To be fair, Travolta, who despite his obvious mental deficiencies was actually able to fly a 707 to Haiti, did haul along some supplies and 'medics' along with a number of credulous dunces...sorry, ministers. The ministers 'helped' by, among other laughable practices, reconnecting energy pathways with therapeutic touch and other such alternative therapies, which is another way of saying they did nothing at all. By all accounts, they arrived without food or water, but lots of cash, although where they were going to purchase these items on an island flattened by an earthquake is anyone's guess. It has been put forward that the real reason the scientologists flocked to Haiti like priests to an altar boy convention is that they want to recruit new members.
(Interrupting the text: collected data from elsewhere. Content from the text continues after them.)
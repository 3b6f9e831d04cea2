use sbprobe::config::{ConfigError, DEFAULT_LEAD_KEYWORDS};
use sbprobe::ProbeConfig;

#[test]
fn test_defaults() {
    let config = ProbeConfig::default();

    assert_eq!(config.max_stack_frames, 12);
    assert!(config.dedupe_traces);
    assert_eq!(config.submit_event_type, "submit");
    assert_eq!(config.form_marker.attribute, "data-form");
    assert_eq!(config.form_marker.value, "multistep");
    assert_eq!(config.all_lead_keywords().len(), DEFAULT_LEAD_KEYWORDS.len());
    assert!(config.validate().is_ok());
}

#[test]
fn test_partial_json_keeps_defaults() {
    let config = ProbeConfig::from_json_str(r#"{ "max_stack_frames": 4, "extra_lead_keywords": ["HubSpot"] }"#).unwrap();

    assert_eq!(config.max_stack_frames, 4);
    assert_eq!(config.activation_path, "/schnellbewerbung/sb-sandbox");
    assert!(config.all_lead_keywords().contains(&"hubspot".to_string()));
}

#[test]
fn test_invalid_threshold_rejected() {
    let err = ProbeConfig::from_json_str(r#"{ "lead_keywords": ["lead"], "min_keyword_matches": 2 }"#).unwrap_err();

    assert!(matches!(err, ConfigError::Invalid { field: "min_keyword_matches", .. }));
}

#[test]
fn test_malformed_json_rejected() {
    let err = ProbeConfig::from_json_str("{ not json").unwrap_err();

    assert!(matches!(err, ConfigError::Parse(_)));
}
use thiserror::Error;

use crate::config::ConfigError;

/// Failures inside the observation layer. These never reach host code:
/// interposers absorb them and carry on forwarding the call.
#[derive(Debug, Error)]
pub enum ProbeError {
    #[error("probe state is already borrowed (re-entrant observation)")]
    Reentrant,

    #[error("report sink failed: {0}")]
    Sink(String),

    #[error("stack capture failed: {0}")]
    Trace(String),

    #[error(transparent)]
    Config(#[from] ConfigError),
}

impl From<std::cell::BorrowMutError> for ProbeError {
    fn from(_: std::cell::BorrowMutError) -> Self {
        ProbeError::Reentrant
    }
}

impl From<std::cell::BorrowError> for ProbeError {
    fn from(_: std::cell::BorrowError) -> Self {
        ProbeError::Reentrant
    }
}
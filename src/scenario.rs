//! Scripted host activity for replaying a page session against the probe.

use std::rc::Rc;
use std::time::Duration;

use serde::{Deserialize, Serialize};
use thiserror::Error;

use crate::host::{Body, Event, FetchInput, HostError, Listener, ListenerOptions, Page, RequestInit, Target};

const DEMO_SCENARIO: &str = include_str!("../scenarios/demo.json");

#[derive(Debug, Error)]
pub enum ScenarioError {
    #[error("invalid scenario JSON: {0}")]
    Parse(#[from] serde_json::Error),

    #[error("step {step}: no element with id '{id}'")]
    UnknownElement { step: usize, id: String },
}

fn default_location() -> String {
    "https://example.com/".to_string()
}

fn default_tag() -> String {
    "button".to_string()
}

fn submit_type() -> String {
    "submit".to_string()
}

#[derive(Debug, Clone, Serialize, Deserialize)]
pub struct ControlSpec {
    pub id: String,
    #[serde(default = "default_tag")]
    pub tag: String,
    #[serde(rename = "type", default)]
    pub kind: Option<String>,
}

#[derive(Debug, Clone, Serialize, Deserialize)]
pub struct FormSpec {
    pub id: String,
    #[serde(default)]
    pub name: Option<String>,
    #[serde(default)]
    pub action: Option<String>,
    #[serde(default)]
    pub method: Option<String>,
    /// Carries the multi-step marker attribute.
    #[serde(default)]
    pub multistep: bool,
    #[serde(default)]
    pub controls: Vec<ControlSpec>,
}

#[derive(Debug, Clone, Serialize, Deserialize)]
#[serde(tag = "op", rename_all = "snake_case")]
pub enum Step {
    AddListener {
        target: String,
        #[serde(default = "submit_type")]
        event: String,
        #[serde(default)]
        capture: bool,
        #[serde(default)]
        once: bool,
        #[serde(default)]
        passive: bool,
        #[serde(default)]
        prevent_default: bool,
    },
    Dispatch {
        target: String,
        #[serde(default = "submit_type")]
        event: String,
    },
    Submit {
        form: String,
    },
    RequestSubmit {
        form: String,
        #[serde(default)]
        submitter: Option<String>,
    },
    Click {
        element: String,
    },
    Fetch {
        url: String,
        #[serde(default)]
        method: Option<String>,
        #[serde(default)]
        body: Option<String>,
    },
    Beacon {
        url: String,
        #[serde(default)]
        data: Option<String>,
    },
    Xhr {
        method: String,
        url: String,
        #[serde(default)]
        body: Option<String>,
    },
    RemoveElement {
        element: String,
    },
    FinishLoading,
    Wait {
        ms: u64,
    },
}

#[derive(Debug, Clone, Serialize, Deserialize)]
pub struct Scenario {
    #[serde(default = "default_location")]
    pub location: String,
    #[serde(default)]
    pub loading: bool,
    #[serde(default)]
    pub forms: Vec<FormSpec>,
    #[serde(default)]
    pub steps: Vec<Step>,
}

/// Result of one replayed step. Host failures are outcomes, not replay errors.
#[derive(Debug, Clone, PartialEq, Eq)]
pub struct StepOutcome {
    pub step: usize,
    pub result: Result<(), HostError>,
}

impl Scenario {
    pub fn from_json(json: &str) -> Result<Self, ScenarioError> {
        Ok(serde_json::from_str(json)?)
    }

    pub fn demo() -> Result<Self, ScenarioError> {
        Self::from_json(DEMO_SCENARIO)
    }

    pub fn build_page(&self) -> Page {
        let page = if self.loading {
            Page::loading(&self.location)
        } else {
            Page::new(&self.location)
        };
        let body = page.document().body();
        for spec in &self.forms {
            let mut attrs: Vec<(&str, &str)> = vec![("id", spec.id.as_str())];
            if let Some(name) = &spec.name {
                attrs.push(("name", name.as_str()));
            }
            if let Some(action) = &spec.action {
                attrs.push(("action", action.as_str()));
            }
            if let Some(method) = &spec.method {
                attrs.push(("method", method.as_str()));
            }
            if spec.multistep {
                attrs.push(("data-form", "multistep"));
            }
            let form = page.append(&body, "form", &attrs);
            for control in &spec.controls {
                let mut attrs: Vec<(&str, &str)> = vec![("id", control.id.as_str())];
                if let Some(kind) = &control.kind {
                    attrs.push(("type", kind.as_str()));
                }
                page.append(&form, &control.tag, &attrs);
            }
        }
        page
    }
}

fn element(page: &Page, step: usize, id: &str) -> Result<Rc<crate::host::Element>, ScenarioError> {
    page.document()
        .get_element_by_id(id)
        .ok_or_else(|| ScenarioError::UnknownElement {
            step,
            id: id.to_string(),
        })
}

fn target(page: &Page, step: usize, name: &str) -> Result<Target, ScenarioError> {
    match name {
        "window" => Ok(Target::Window),
        "document" => Ok(Target::Document),
        id => Ok(Target::Element(element(page, step, id)?)),
    }
}

/// Replays `steps` in order through the page's host-facing entry points.
pub async fn replay(page: &Page, steps: &[Step]) -> Result<Vec<StepOutcome>, ScenarioError> {
    let mut outcomes = Vec::with_capacity(steps.len());
    for (index, step) in steps.iter().enumerate() {
        let result = match step {
            Step::AddListener {
                target: name,
                event,
                capture,
                once,
                passive,
                prevent_default,
            } => {
                let prevent = *prevent_default;
                let listener: Listener = Rc::new(move |e: &Event| {
                    if prevent {
                        e.prevent_default();
                    }
                });
                let options = ListenerOptions {
                    capture: *capture,
                    once: *once,
                    passive: *passive,
                };
                page.add_event_listener(&target(page, index, name)?, event, listener, options)
            }
            Step::Dispatch { target: name, event } => page
                .dispatch_event(&target(page, index, name)?, &Event::new(event, true, true))
                .map(|_| ()),
            Step::Submit { form } => page.submit(&element(page, index, form)?),
            Step::RequestSubmit { form, submitter } => {
                let submitter = submitter
                    .as_deref()
                    .map(|id| element(page, index, id))
                    .transpose()?;
                page.request_submit(&element(page, index, form)?, submitter.as_ref())
            }
            Step::Click { element: id } => page.click(&element(page, index, id)?),
            Step::Fetch { url, method, body } => {
                let init = RequestInit {
                    method: method.clone(),
                    body: body.clone().map(Body::Text),
                };
                page.fetch(&FetchInput::from(url.as_str()), Some(&init)).map(|_| ())
            }
            Step::Beacon { url, data } => {
                let data = data.clone().map(Body::Text);
                page.send_beacon(url, data.as_ref()).map(|_| ())
            }
            Step::Xhr { method, url, body } => {
                let transport = page.new_transport();
                let body = body.clone().map(Body::Text);
                page.transport_open(&transport, method, url)
                    .and_then(|()| page.transport_send(&transport, body.as_ref()))
            }
            Step::RemoveElement { element: id } => {
                element(page, index, id)?.remove();
                Ok(())
            }
            Step::FinishLoading => {
                page.finish_loading();
                Ok(())
            }
            Step::Wait { ms } => {
                tokio::time::sleep(Duration::from_millis(*ms)).await;
                Ok(())
            }
        };
        if let Err(err) = &result {
            tracing::debug!(step = index, %err, "host call failed");
        }
        outcomes.push(StepOutcome { step: index, result });
    }
    Ok(outcomes)
}
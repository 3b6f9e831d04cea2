use std::cell::Cell;
use std::rc::Rc;

use serde::{Deserialize, Serialize};

use super::dom::{Element, ElementId};

/// Callback registered on an event target.
pub type Listener = Rc<dyn Fn(&Event)>;

/// Anything listeners can be attached to.
#[derive(Debug, Clone)]
pub enum Target {
    Window,
    Document,
    Element(Rc<Element>),
}

/// Non-owning key for per-target listener tables.
#[derive(Debug, Clone, Copy, PartialEq, Eq, Hash)]
pub enum TargetKey {
    Window,
    Document,
    Element(ElementId),
}

impl Target {
    pub fn as_element(&self) -> Option<&Rc<Element>> {
        match self {
            Target::Element(el) => Some(el),
            _ => None,
        }
    }

    pub fn key(&self) -> TargetKey {
        match self {
            Target::Window => TargetKey::Window,
            Target::Document => TargetKey::Document,
            Target::Element(el) => TargetKey::Element(el.id()),
        }
    }
}

impl From<&Rc<Element>> for Target {
    fn from(el: &Rc<Element>) -> Self {
        Target::Element(Rc::clone(el))
    }
}

#[derive(Debug, Clone, Copy, Default, PartialEq, Eq, Serialize, Deserialize)]
pub struct ListenerOptions {
    pub capture: bool,
    pub once: bool,
    pub passive: bool,
}

/// The legacy boolean third argument only selects the phase.
impl From<bool> for ListenerOptions {
    fn from(capture: bool) -> Self {
        Self {
            capture,
            ..Self::default()
        }
    }
}

#[derive(Debug)]
pub struct Event {
    event_type: String,
    bubbles: bool,
    cancelable: bool,
    default_prevented: Cell<bool>,
    in_passive_listener: Cell<bool>,
    submitter: Option<Rc<Element>>,
}

impl Event {
    pub fn new(event_type: &str, bubbles: bool, cancelable: bool) -> Self {
        Self {
            event_type: event_type.to_string(),
            bubbles,
            cancelable,
            default_prevented: Cell::new(false),
            in_passive_listener: Cell::new(false),
            submitter: None,
        }
    }

    /// A cancelable, bubbling submit event as fired by the submission algorithm.
    pub fn submit(submitter: Option<Rc<Element>>) -> Self {
        Self {
            submitter,
            ..Self::new("submit", true, true)
        }
    }

    pub fn event_type(&self) -> &str {
        &self.event_type
    }

    pub fn bubbles(&self) -> bool {
        self.bubbles
    }

    pub fn cancelable(&self) -> bool {
        self.cancelable
    }

    pub fn default_prevented(&self) -> bool {
        self.default_prevented.get()
    }

    /// Ignored for non-cancelable events and inside passive listeners.
    pub fn prevent_default(&self) {
        if self.cancelable && !self.in_passive_listener.get() {
            self.default_prevented.set(true);
        }
    }

    pub fn submitter(&self) -> Option<&Rc<Element>> {
        self.submitter.as_ref()
    }

    pub(crate) fn set_passive(&self, passive: bool) {
        self.in_passive_listener.set(passive);
    }
}
//! # tour-opt
//!
//! Traveling-salesman tour improvement using first-improvement 2-opt local
//! search over a dense, asymmetric-capable distance matrix.
//!
//! ## Modules
//!
//! - [`tour`] — Cyclic tour permutation and the segment-reversal primitive
//! - [`distance`] — Dense distance matrix
//! - [`local_search`] — Single improving-move 2-opt scan
//! - [`optimizer`] — Iterate-until-local-optimum loop, config, and result
//! - [`io`] — Matrix reader for the textual "n, then n×n grid" format
//! - [`error`] — Crate error type
//!
//! ## Example
//!
//! ```
//! use tour_opt::distance::DistanceMatrix;
//! use tour_opt::optimizer::{optimize, OptimizerConfig};
//!
//! let dm = DistanceMatrix::from_rows(&[
//!     vec![0.0, 10.0, 15.0, 20.0],
//!     vec![10.0, 0.0, 35.0, 25.0],
//!     vec![15.0, 35.0, 0.0, 30.0],
//!     vec![20.0, 25.0, 30.0, 0.0],
//! ])?;
//!
//! let result = optimize(&dm, &OptimizerConfig::default())?;
//! assert!(result.tour.length(&dm) <= 95.0);
//! # Ok::<(), tour_opt::Error>(())
//! ```

pub mod distance;
pub mod error;
pub mod io;
pub mod local_search;
pub mod optimizer;
pub mod tour;

pub use error::{Error, Result};
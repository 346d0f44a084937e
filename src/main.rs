//! # tour-opt CLI
//!
//! Reads a distance matrix from a file, optimizes the tour with 2-opt, and
//! reports the result plus the average wall-clock cost over repeated runs.
//! Every run restarts from the identity tour, so repeated runs are timing
//! measurements of the same deterministic search, not independent attempts.

use std::time::{Duration, Instant};

use anyhow::Context;
use clap::Parser;
use log::debug;
use serde::Serialize;

use tour_opt::io::load_matrix;
use tour_opt::optimizer::{optimize, OptimizationResult, OptimizerConfig};

/// First-improvement 2-opt tour optimizer
#[derive(Parser)]
#[command(name = "tour-opt")]
#[command(about = "Optimize a TSP tour with first-improvement 2-opt local search")]
#[command(long_about = "Reads a distance matrix file (node count n on the first \
line, then n rows of n numbers), runs 2-opt from the identity tour, and prints \
the optimized tour, total improvement, iteration count, and the average time \
over the benchmark runs.")]
#[command(version)]
struct Cli {
    /// Path to the distance matrix file
    input: String,

    /// Number of timed benchmark runs to average over
    #[arg(long, default_value_t = 10)]
    runs: u32,

    /// Iteration cap for each run
    #[arg(long, default_value_t = tour_opt::optimizer::DEFAULT_MAX_ITERATIONS)]
    max_iterations: usize,

    /// Strict-improvement threshold for accepting an exchange
    #[arg(long, default_value_t = tour_opt::optimizer::DEFAULT_EPSILON)]
    epsilon: f64,

    /// Emit the report as JSON instead of plain text
    #[arg(long)]
    json: bool,

    /// Enable verbose logging
    #[arg(short, long)]
    verbose: bool,
}

/// Benchmark report for one matrix.
#[derive(Debug, Serialize)]
struct Report {
    tour: Vec<usize>,
    total_improvement: f64,
    iterations: usize,
    runs: u32,
    average_seconds: f64,
}

fn main() {
    if let Err(e) = run() {
        eprintln!("Error: {e:#}");
        std::process::exit(1);
    }
}

fn run() -> anyhow::Result<()> {
    let cli = Cli::parse();

    let mut builder = env_logger::Builder::from_default_env();
    builder.target(env_logger::Target::Stderr);
    if cli.verbose {
        builder.filter_level(log::LevelFilter::Debug);
    }
    builder.init();

    anyhow::ensure!(cli.runs > 0, "--runs must be at least 1");

    let distances = load_matrix(&cli.input)
        .with_context(|| format!("failed to read distance matrix from {}", cli.input))?;
    debug!(
        "matrix size {}, symmetric: {}",
        distances.size(),
        distances.is_symmetric(1e-10)
    );

    let config = OptimizerConfig {
        max_iterations: cli.max_iterations,
        epsilon: cli.epsilon,
    };

    let mut first_result: Option<OptimizationResult> = None;
    let mut total_time = Duration::ZERO;

    for run in 0..cli.runs {
        let start = Instant::now();
        let result = optimize(&distances, &config)?;
        total_time += start.elapsed();

        if run == 0 {
            first_result = Some(result);
        }
    }

    let result = first_result.context("no runs executed")?;
    let average_seconds = total_time.as_secs_f64() / f64::from(cli.runs);

    let report = Report {
        tour: result.tour.into_order(),
        total_improvement: -result.total_improvement,
        iterations: result.iterations,
        runs: cli.runs,
        average_seconds,
    };

    if cli.json {
        println!("{}", serde_json::to_string_pretty(&report)?);
    } else {
        print_text_report(&report);
    }

    Ok(())
}

fn print_text_report(report: &Report) {
    let tour: Vec<String> = report.tour.iter().map(ToString::to_string).collect();
    println!("Optimized tour: {}", tour.join(" "));
    println!("Total improvement: {:.6}", report.total_improvement);
    println!("Iterations: {}", report.iterations);
    println!("Average time spent: {:.6} seconds", report.average_seconds);
}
On the surface, this does not seem surprising as evangelists and fundies of all stripes strive for the same thing, an unquestioning flock of simple-minded human flotsam to increase their following and overflow their bank accounts. However, there is a potentially darker motive here, the recruitment of impoverished, unemployed Haitians to work as housekeepers and nannes and the like back in the states. Hell, these people made a pact with the devil, as Pat Robertson so clearly pointed out. They practice a mash-up of Christianity and Voodoo. They speak Creole, a 'language' that is as indecipherable as the gutteral ramblings of a Scotsman during a particularly heroic bout of drinking, which is to say most of the time. These people are ripe for the picking and the subsequent servitude. They'll believe anything. I may be off base here, but let me just let me leave this link http://www.indybay.org/newsitems/2010/01/12/18635078.php for your perusal. It is, at the very least, an entertaining and eyeopening read. Mind you, if I was a Haitian who had to eat dirt for dinner and live in a refrigerator packing crate with twelve members of my family and a pack of feral dogs, I might think the chance to move to a developed nation and maybe have the box all to myself would be a great idea. The sad think is, if the article above is to be believed, this is being expidited by the US governments fast tracking of immigration requests when made on behalf of prospective refugees by a religious organization. Scientology, for all its bafflegab, harebrained nonesense is classified as a religion. THey also have the attendant tax-free status, thank you very much. Can we say celebrity tax shelter?
Yeah, well, fuck you scientology. You are nothing but an organization that thrives on hoodwinking the creduous and weak-minded, those lost souls who are searching for answers to deeper questions about life and its meaning. In return for their unyeilding submission to a set of arbitrary and arguable inane rulea and edicts, you demand money and obedience. You tell them that they are immortal, should they only believe hard enough in your particular brand of spiritual enlightenment. Your entire religion is based on a book of fairy tales. You insist that your religion has the power to enact miraculous cures by the mere laying on of hands. It is outright nonsense. It is certainly not at all like Christianity, which...um...never mind.